**Exercise prompt:** Exact repetition of the data is the whole task.

(Stored data)
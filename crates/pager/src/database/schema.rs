/*
 *  Copyright 2025-2026 Colliery Software
 *
 *  Licensed under the Apache License, Version 2.0 (the "License");
 *  you may not use this file except in compliance with the License.
 *  You may obtain a copy of the License at
 *
 *      http://www.apache.org/licenses/LICENSE-2.0
 *
 *  Unless required by applicable law or agreed to in writing, software
 *  distributed under the License is distributed on an "AS IS" BASIS,
 *  WITHOUT WARRANTIES OR CONDITIONS OF ANY KIND, either express or implied.
 *  See the License for the specific language governing permissions and
 *  limitations under the License.
 */

// Mirrors migrations/postgres. The `type` column is exposed as `task_type`.

diesel::table! {
    tasks (id) {
        id -> Text,
        #[sql_name = "type"]
        task_type -> Text,
        payload -> Jsonb,
        status -> Text,
        created -> Timestamptz,
        updated -> Timestamptz,
    }
}

diesel::table! {
    notifications (id) {
        id -> Int8,
        body -> Text,
        status -> Text,
        created -> Timestamptz,
        updated -> Timestamptz,
    }
}

diesel::table! {
    subscriptions (id) {
        id -> Int8,
        endpoint -> Text,
        auth -> Text,
        p256dh -> Text,
        created -> Timestamptz,
        updated -> Timestamptz,
    }
}

diesel::allow_tables_to_appear_in_same_query!(tasks, notifications, subscriptions);
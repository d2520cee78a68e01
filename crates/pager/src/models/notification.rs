/*
 *  Copyright 2025-2026 Colliery Software
 *
 *  Licensed under the Apache License, Version 2.0 (the "License");
 *  you may not use this file except in compliance with the License.
 *  You may obtain a copy of the License at
 *
 *      http://www.apache.org/licenses/LICENSE-2.0
 *
 *  Unless required by applicable law or agreed to in writing, software
 *  distributed under the License is distributed on an "AS IS" BASIS,
 *  WITHOUT WARRANTIES OR CONDITIONS OF ANY KIND, either express or implied.
 *  See the License for the specific language governing permissions and
 *  limitations under the License.
 */

//! Notification Model
//!
//! A notification is a push fan-out job: its body is delivered to every
//! subscription registered at the moment the job is processed.

use super::Status;
use chrono::{DateTime, Utc};
use serde::{Deserialize, Serialize};

/// A notification row, as stored and as published on the notification channel.
#[derive(Debug, Clone, PartialEq, Eq, Serialize, Deserialize)]
pub struct Notification {
    /// Store-assigned sequential id
    pub id: i64,
    pub body: String,
    #[serde(default)]
    pub status: Status,
    pub created: DateTime<Utc>,
    pub updated: DateTime<Utc>,
}

/// Request body for creating a notification.
#[derive(Debug, Clone, PartialEq, Eq, Serialize, Deserialize)]
pub struct NewNotification {
    pub body: String,
}
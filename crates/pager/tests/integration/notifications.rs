/*
 *  Copyright 2025-2026 Colliery Software
 *
 *  Licensed under the Apache License, Version 2.0 (the "License");
 *  you may not use this file except in compliance with the License.
 *  You may obtain a copy of the License at
 *
 *      http://www.apache.org/licenses/LICENSE-2.0
 *
 *  Unless required by applicable law or agreed to in writing, software
 *  distributed under the License is distributed on an "AS IS" BASIS,
 *  WITHOUT WARRANTIES OR CONDITIONS OF ANY KIND, either express or implied.
 *  See the License for the specific language governing permissions and
 *  limitations under the License.
 */

//! End-to-end notification fan-out scenarios.

use pager::config::{DispatchConfig, FanoutPolicy};
use pager::dal::Store;
use pager::models::{Notification, Status, Subscription};
use pager::push::PushResponse;

use crate::fixtures::Harness;

async fn register(harness: &Harness, endpoints: &[&str]) {
    for endpoint in endpoints {
        harness
            .store
            .create_subscription(Subscription::new(*endpoint, "auth-secret", "client-key"))
            .await
            .unwrap();
    }
}

/// Every subscriber receives the published row, and the row ends completed.
#[tokio::test]
async fn notification_reaches_every_subscriber() {
    let harness = Harness::start(DispatchConfig::default()).await;
    register(
        &harness,
        &["https://push.example/a", "https://push.example/b"],
    )
    .await;

    let created = harness
        .store
        .create_notification("hi".to_string())
        .await
        .unwrap();
    harness
        .wait_for_notification(created.id, Status::Completed)
        .await;

    let calls = harness.transport.calls();
    assert_eq!(
        harness.transport.endpoints(),
        vec!["https://push.example/a", "https://push.example/b"]
    );
    for call in &calls {
        let sent: Notification = serde_json::from_slice(&call.payload).unwrap();
        assert_eq!(sent.id, created.id);
        assert_eq!(sent.body, "hi");
        assert_eq!(sent.status, Status::Pending);
    }

    harness.shutdown().await;
}

/// A hard failure on one endpoint fails the notification and stops the fan-out.
#[tokio::test]
async fn failing_endpoint_fails_notification() {
    let harness = Harness::start(DispatchConfig::default()).await;
    register(
        &harness,
        &[
            "https://push.example/good",
            "https://push.example/broken",
            "https://push.example/never",
        ],
    )
    .await;
    harness
        .transport
        .fail_endpoint("https://push.example/broken", "connection refused");

    let created = harness
        .store
        .create_notification("hi".to_string())
        .await
        .unwrap();
    harness
        .wait_for_notification(created.id, Status::Failed)
        .await;

    assert_eq!(
        harness.transport.endpoints(),
        vec!["https://push.example/good", "https://push.example/broken"]
    );

    let reports = harness.shutdown().await;
    let fanout = reports
        .iter()
        .flatten()
        .find(|report| report.channel == "notifications_channel")
        .unwrap();
    assert_eq!(fanout.summary.failed, 1);
}

/// With aggregation every endpoint is tried before the row is failed.
#[tokio::test]
async fn aggregate_policy_tries_every_endpoint() {
    let config = DispatchConfig::builder()
        .fanout_policy(FanoutPolicy::ContinueAndAggregate)
        .build();
    let harness = Harness::start(config).await;
    register(
        &harness,
        &[
            "https://push.example/good",
            "https://push.example/broken",
            "https://push.example/last",
        ],
    )
    .await;
    harness
        .transport
        .fail_endpoint("https://push.example/broken", "connection refused");

    let created = harness
        .store
        .create_notification("hi".to_string())
        .await
        .unwrap();
    harness
        .wait_for_notification(created.id, Status::Failed)
        .await;
    assert_eq!(harness.transport.calls().len(), 3);

    harness.shutdown().await;
}

/// A rejected push (for example an expired subscription) does not fail the row.
#[tokio::test]
async fn rejected_push_is_not_a_failure() {
    let harness = Harness::start(DispatchConfig::default()).await;
    register(
        &harness,
        &["https://push.example/gone", "https://push.example/ok"],
    )
    .await;
    harness.transport.respond(
        "https://push.example/gone",
        PushResponse::new(410, "subscription expired"),
    );

    let created = harness
        .store
        .create_notification("hi".to_string())
        .await
        .unwrap();
    harness
        .wait_for_notification(created.id, Status::Completed)
        .await;
    assert_eq!(harness.transport.calls().len(), 2);

    harness.shutdown().await;
}

/// Subscriptions registered after startup are picked up by the next event.
#[tokio::test]
async fn subscriptions_are_read_per_event() {
    let harness = Harness::start(DispatchConfig::default()).await;

    let first = harness
        .store
        .create_notification("before".to_string())
        .await
        .unwrap();
    harness
        .wait_for_notification(first.id, Status::Completed)
        .await;
    assert!(harness.transport.calls().is_empty());

    register(&harness, &["https://push.example/late"]).await;
    let second = harness
        .store
        .create_notification("after".to_string())
        .await
        .unwrap();
    harness
        .wait_for_notification(second.id, Status::Completed)
        .await;
    assert_eq!(harness.transport.endpoints(), vec!["https://push.example/late"]);

    harness.shutdown().await;
}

**Task result:**
filename crates/pager/src/database/schema.rs
/*
 *  Copyright 2025-2026 Colliery Software
 *
 *  Licensed under the Apache License, Version 2.0 (the "License");
 *  you may not use this file except in compliance with the License.
 *  You may obtain a copy of the License at
 *
 *      http://www.apache.org/licenses/LICENSE-2.0
 *
 *  Unless required by applicable law or agreed to in writing, software
 *  distributed under the License is distributed on an "AS IS" BASIS,
 *  WITHOUT WARRANTIES OR CONDITIONS OF ANY KIND, either express or implied.
 *  See the License for the specific language governing permissions and
 *  limitations under the License.
 */

// Mirrors migrations/postgres. The `type` column is exposed as `task_type`.

diesel::table! {
    tasks (id) {
        id -> Text,
        #[sql_name = "type"]
        task_type -> Text,
        payload -> Jsonb,
        status -> Text,
        created -> Timestamptz,
        updated -> Timestamptz,
    }
}

diesel::table! {
    notifications (id) {
        id -> Int8,
        body -> Text,
        status -> Text,
        created -> Timestamptz,
        updated -> Timestamptz,
    }
}

diesel::table! {
    subscriptions (id) {
        id -> Int8,
        endpoint -> Text,
        auth -> Text,
        p256dh -> Text,
        created -> Timestamptz,
        updated -> Timestamptz,
    }
}

diesel::allow_tables_to_appear_in_same_query!(tasks, notifications, subscriptions);
repository d2520cee78a68e01
filename crates/pager/src/models/notification.rs
/*
 *  Copyright 2025-2026 Colliery Software
 *
 *  Licensed under the Apache License, Version 2.0 (the "License");
 *  you may not use this file except in compliance with the License.
 *  You may obtain a copy of the License at
 *
 *      http://www.apache.org/licenses/LICENSE-2.0
 *
 *  Unless required by applicable law or agreed to in writing, software
 *  distributed under the License is distributed on an "AS IS" BASIS,
 *  WITHOUT WARRANTIES OR CONDITIONS OF ANY KIND, either express or implied.
 *  See the License for the specific language governing permissions and
 *  limitations under the License.
 */

//! Notification Model
//!
//! A notification is a push fan-out job: its body is delivered to every
//! subscription registered at the moment the job is processed.

use super::Status;
use chrono::{DateTime, Utc};
use serde::{Deserialize, Serialize};

/// A notification row, as stored and as published on the notification channel.
#[derive(Debug, Clone, PartialEq, Eq, Serialize, Deserialize)]
pub struct Notification {
    /// Store-assigned sequential id
    pub id: i64,
    pub body: String,
    #[serde(default)]
    pub status: Status,
    pub created: DateTime<Utc>,
    pub updated: DateTime<Utc>,
}

/// Request body for creating a notification.
#[derive(Debug, Clone, PartialEq, Eq, Serialize, Deserialize)]
pub struct NewNotification {
    pub body: String,
}
filename crates/pager/tests/integration/notifications.rs
/*
 *  Copyright 2025-2026 Colliery Software
 *
 *  Licensed under the Apache License, Version 2.0 (the "License");
 *  you may not use this file except in compliance with the License.
 *  You may obtain a copy of the License at
 *
 *      http://www.apache.org/licenses/LICENSE-2.0
 *
 *  Unless required by applicable law or agreed to in writing, software
 *  distributed under the License is distributed on an "AS IS" BASIS,
 *  WITHOUT WARRANTIES OR CONDITIONS OF ANY KIND, either express or implied.
 *  See the License for the specific language governing permissions and
 *  limitations under the License.
 */

//! End-to-end notification fan-out scenarios.

use pager::config::{DispatchConfig, FanoutPolicy};
use pager::dal::Store;
use pager::models::{Notification, Status, Subscription};
use pager::push::PushResponse;

use crate::fixtures::Harness;

async fn register(harness: &Harness, endpoints: &[&str]) {
    for endpoint in endpoints {
        harness
            .store
            .create_subscription(Subscription::new(*endpoint, "auth-secret", "client-key"))
            .await
            .unwrap();
    }
}

/// Every subscriber receives the published row, and the row ends completed.
#[tokio::test]
async fn notification_reaches_every_subscriber() {
    let harness = Harness::start(DispatchConfig::default()).await;
    register(
        &harness,
        &["https://push.example/a", "https://push.example/b"],
    )
    .await;

    let created = harness
        .store
        .create_notification("hi".to_string())
        .await
        .unwrap();
    harness
        .wait_for_notification(created.id, Status::Completed)
        .await;

    let calls = harness.transport.calls();
    assert_eq!(
        harness.transport.endpoints(),
        vec!["https://push.example/a", "https://push.example/b"]
    );
    for call in &calls {
        let sent: Notification = serde_json::from_slice(&call.payload).unwrap();
        assert_eq!(sent.id, created.id);
        assert_eq!(sent.body, "hi");
        assert_eq!(sent.status, Status::Pending);
    }

    harness.shutdown().await;
}

/// A hard failure on one endpoint fails the notification and stops the fan-out.
#[tokio::test]
async fn failing_endpoint_fails_notification() {
    let harness = Harness::start(DispatchConfig::default()).await;
    register(
        &harness,
        &[
            "https://push.example/good",
            "https://push.example/broken",
            "https://push.example/never",
        ],
    )
    .await;
    harness
        .transport
        .fail_endpoint("https://push.example/broken", "connection refused");

    let created = harness
        .store
        .create_notification("hi".to_string())
        .await
        .unwrap();
    harness
        .wait_for_notification(created.id, Status::Failed)
        .await;

    assert_eq!(
        harness.transport.endpoints(),
        vec!["https://push.example/good", "https://push.example/broken"]
    );

    let reports = harness.shutdown().await;
    let fanout = reports
        .iter()
        .flatten()
        .find(|report| report.channel == "notifications_channel")
        .unwrap();
    assert_eq!(fanout.summary.failed, 1);
}

/// With aggregation every endpoint is tried before the row is failed.
#[tokio::test]
async fn aggregate_policy_tries_every_endpoint() {
    let config = DispatchConfig::builder()
        .fanout_policy(FanoutPolicy::ContinueAndAggregate)
        .build();
    let harness = Harness::start(config).await;
    register(
        &harness,
        &[
            "https://push.example/good",
            "https://push.example/broken",
            "https://push.example/last",
        ],
    )
    .await;
    harness
        .transport
        .fail_endpoint("https://push.example/broken", "connection refused");

    let created = harness
        .store
        .create_notification("hi".to_string())
        .await
        .unwrap();
    harness
        .wait_for_notification(created.id, Status::Failed)
        .await;
    assert_eq!(harness.transport.calls().len(), 3);

    harness.shutdown().await;
}

/// A rejected push (for example an expired subscription) does not fail the row.
#[tokio::test]
async fn rejected_push_is_not_a_failure() {
    let harness = Harness::start(DispatchConfig::default()).await;
    register(
        &harness,
        &["https://push.example/gone", "https://push.example/ok"],
    )
    .await;
    harness.transport.respond(
        "https://push.example/gone",
        PushResponse::new(410, "subscription expired"),
    );

    let created = harness
        .store
        .create_notification("hi".to_string())
        .await
        .unwrap();
    harness
        .wait_for_notification(created.id, Status::Completed)
        .await;
    assert_eq!(harness.transport.calls().len(), 2);

    harness.shutdown().await;
}

/// Subscriptions registered after startup are picked up by the next event.
#[tokio::test]
async fn subscriptions_are_read_per_event() {
    let harness = Harness::start(DispatchConfig::default()).await;

    let first = harness
        .store
        .create_notification("before".to_string())
        .await
        .unwrap();
    harness
        .wait_for_notification(first.id, Status::Completed)
        .await;
    assert!(harness.transport.calls().is_empty());

    register(&harness, &["https://push.example/late"]).await;
    let second = harness
        .store
        .create_notification("after".to_string())
        .await
        .unwrap();
    harness
        .wait_for_notification(second.id, Status::Completed)
        .await;
    assert_eq!(harness.transport.endpoints(), vec!["https://push.example/late"]);

    harness.shutdown().await;
}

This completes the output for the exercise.